Channelpedia

PubMed 26417684


Referenced in Channelpedia wiki pages of: none

Automatically associated channels: Kv1.5 , Slo1



Title: Cecal inoculum peritonitis: An alternative model for sepsis vascular dysfunction study.

Authors: Shinichi Asano, Nandini D P K Manne, Geeta Nandyala, Bing Ma, Vellaisamy Selvaraj, Ravikumar Arvapalli, Kevin M Rice, Eric R Blough

Journal, date & volume: Life Sci., 2015 Nov 15 , 141, 108-18

PubMed link: http://www.ncbi.nlm.nih.gov/pubmed/26417684


Abstract
Sepsis is a life threatening condition that is characterized by the loss of vascular reactivity.

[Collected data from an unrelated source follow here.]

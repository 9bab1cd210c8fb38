//! The FQN and static-type representations the rest of the crate is built
//! around.

use std::fmt;

/// A fully qualified name: the project-wide canonical identifier for a
/// definition.
///
/// Equality is byte-exact on the canonical string; there is no
/// case-insensitive or whitespace-tolerant comparison anywhere in the
/// crate.
#[derive(Debug, Clone, PartialEq, Eq, Hash, PartialOrd, Ord)]
pub struct Fqn(String);

impl Fqn {
    /// Wraps an already-canonical FQN string.
    pub fn new(canonical: impl Into<String>) -> Self {
        Self(canonical.into())
    }

    /// The canonical string form.
    pub fn as_str(&self) -> &str {
        &self.0
    }

    /// Builds the FQN of a method, `OWNER::name()`.
    pub fn method(owner: &Fqn, name: &str) -> Self {
        Self(format!("{}::{name}()", owner.0))
    }

    /// Builds the FQN of an instance property or class constant,
    /// `OWNER::name`.
    pub fn member(owner: &Fqn, name: &str) -> Self {
        Self(format!("{}::{name}", owner.0))
    }

    /// Builds the FQN of a static property, `OWNER::$name`.
    pub fn static_member(owner: &Fqn, name: &str) -> Self {
        Self(format!("{}::${name}", owner.0))
    }

    /// Strips all namespace segments, leaving only the trailing
    /// `Name`/`Owner::member`-style tail. Used by the query facade's
    /// namespace-fallback policy.
    pub fn without_namespace(&self) -> Fqn {
        match self.0.rfind('\\') {
            Some(idx) => Fqn(self.0[idx + 1..].to_string()),
            None => self.clone(),
        }
    }
}

impl fmt::Display for Fqn {
    fn fmt(&self, f: &mut fmt::Formatter<'_>) -> fmt::Result {
        f.write_str(&self.0)
    }
}

/// The kind of symbol a [`crate::document::Definition`] declares.
#[derive(Debug, Clone, Copy, PartialEq, Eq, Hash)]
pub enum SymbolKind {
    /// A class declaration.
    Class,
    /// An interface declaration.
    Interface,
    /// A top-level function.
    Function,
    /// A method inside a class or interface.
    Method,
    /// An instance property.
    Property,
    /// A class constant.
    Constant,
}

/// A static type, as computed by the type resolver (C3).
///
/// [`Type::compound`] is the only way to build a [`Type::Compound`]; it
/// applies the normalization rules from the dispatch table so that every
/// `Compound` reachable from analysis code is already canonical
/// (duplicates collapsed, singletons unwrapped, any `Mixed` absorbs the
/// whole union).
#[derive(Debug, Clone, PartialEq, Eq, Hash)]
pub enum Type {
    /// The top type: inference gave up or was never attempted.
    Mixed,
    /// `true` / `false`.
    Boolean,
    /// A whole number.
    Integer,
    /// A floating-point number.
    Float,
    /// A text string.
    String,
    /// An instance of a class. `None` for an anonymous class.
    Object(Option<Fqn>),
    /// An array, with independently tracked value and key types.
    Array(Box<Type>, Box<Type>),
    /// A normalized union of two or more distinct alternatives.
    Compound(Vec<Type>),
    /// Something invocable (a closure or callable reference).
    Callable,
    /// The absence of a return value.
    Void,
    /// The `null` value.
    Null,
}

impl Type {
    /// Builds an array type from its value and key types.
    pub fn array(value: Type, key: Type) -> Type {
        Type::Array(Box::new(value), Box::new(key))
    }

    /// Builds a normalized union from a set of alternatives.
    ///
    /// Nested compounds are flattened, duplicates are dropped (first
    /// occurrence wins, so the result is deterministic), a single
    /// remaining alternative unwraps to itself, and any `Mixed` among the
    /// alternatives collapses the whole union to `Mixed`.
    pub fn compound(alternatives: impl IntoIterator<Item = Type>) -> Type {
        let mut flat = Vec::new();
        for ty in alternatives {
            match ty {
                Type::Compound(inner) => flat.extend(inner),
                other => flat.push(other),
            }
        }
        if flat.contains(&Type::Mixed) {
            return Type::Mixed;
        }
        let mut deduped: Vec<Type> = Vec::new();
        for ty in flat {
            if !deduped.contains(&ty) {
                deduped.push(ty);
            }
        }
        match deduped.len() {
            0 => Type::Mixed,
            1 => deduped.into_iter().next().expect("length checked above"),
            _ => Type::Compound(deduped),
        }
    }
}

impl fmt::Display for Type {
    fn fmt(&self, f: &mut fmt::Formatter<'_>) -> fmt::Result {
        match self {
            Type::Mixed => write!(f, "mixed"),
            Type::Boolean => write!(f, "bool"),
            Type::Integer => write!(f, "int"),
            Type::Float => write!(f, "float"),
            Type::String => write!(f, "string"),
            Type::Object(Some(fqn)) => write!(f, "{fqn}"),
            Type::Object(None) => write!(f, "object(anonymous)"),
            Type::Array(value, key) => write!(f, "array<{key}, {value}>"),
            Type::Compound(alts) => {
                let rendered: Vec<String> = alts.iter().map(ToString::to_string).collect();
                write!(f, "{}", rendered.join("|"))
            }
            Type::Callable => write!(f, "callable"),
            Type::Void => write!(f, "void"),
            Type::Null => write!(f, "null"),
        }
    }
}

#[cfg(test)]
mod tests {
    use super::*;

    #[test]
    fn compound_collapses_duplicates() {
        let ty = Type::compound([Type::Integer, Type::Integer, Type::String]);
        assert_eq!(ty, Type::Compound(vec![Type::Integer, Type::String]));
    }

    #[test]
    fn compound_unwraps_singleton() {
        assert_eq!(Type::compound([Type::Integer]), Type::Integer);
    }

    #[test]
    fn compound_absorbs_mixed() {
        let ty = Type::compound([Type::Integer, Type::Mixed, Type::String]);
        assert_eq!(ty, Type::Mixed);
    }

    #[test]
    fn without_namespace_strips_to_tail() {
        let fqn = Fqn::new("\\App\\strlen");
        assert_eq!(fqn.without_namespace().as_str(), "strlen");
    }
}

The factor(s) responsible for the diminished vascular function seen in sepsis are not well understood. The purpose of this study was to characterize the vascular dysfunction from the rat cecal inoculum (CI) sepsis model using cecal ligation and puncture (CLP), and lipopolysaccharide (LPS) sepsis as reference models.Experiments were performed on isolated aorta from CI, CLP and LPS treated rats using a combination of pharmacological approaches.Phenylephrine (PE)-induced aortic contraction was significantly decreased in each model (p<0.05) and not normalized by L-NAME or indomethacin. The vascular response elicited in the CI model for acetylcholine (Ach) was more similar to that seen in the CLP than the LPS model. The removal of the endothelial layer increased sensitivity to L-NAME (p<0.05) in aortae from CI group. Inhibition of the large conductance Ca(2+)/voltage sensitive K(+) (BKCa) channel did not normalize PE hyporesponsiveness but did abolish sepsis-induced contractile oscillation. Inhibition of the voltage dependent Kv1.5 channel was not able to reverse the vascular hyporesponsiveness, however, inhibition of the ATP dependent (KATP) channel inhibition partially restored the contractile response (p<0.05). Elevation of VCAM expression and aortic structural alternation were observed in each model.These results suggest that the CI model may be an additional tool that could be used to investigate the mechanisms of vascular hyporesponsiveness in sepsis.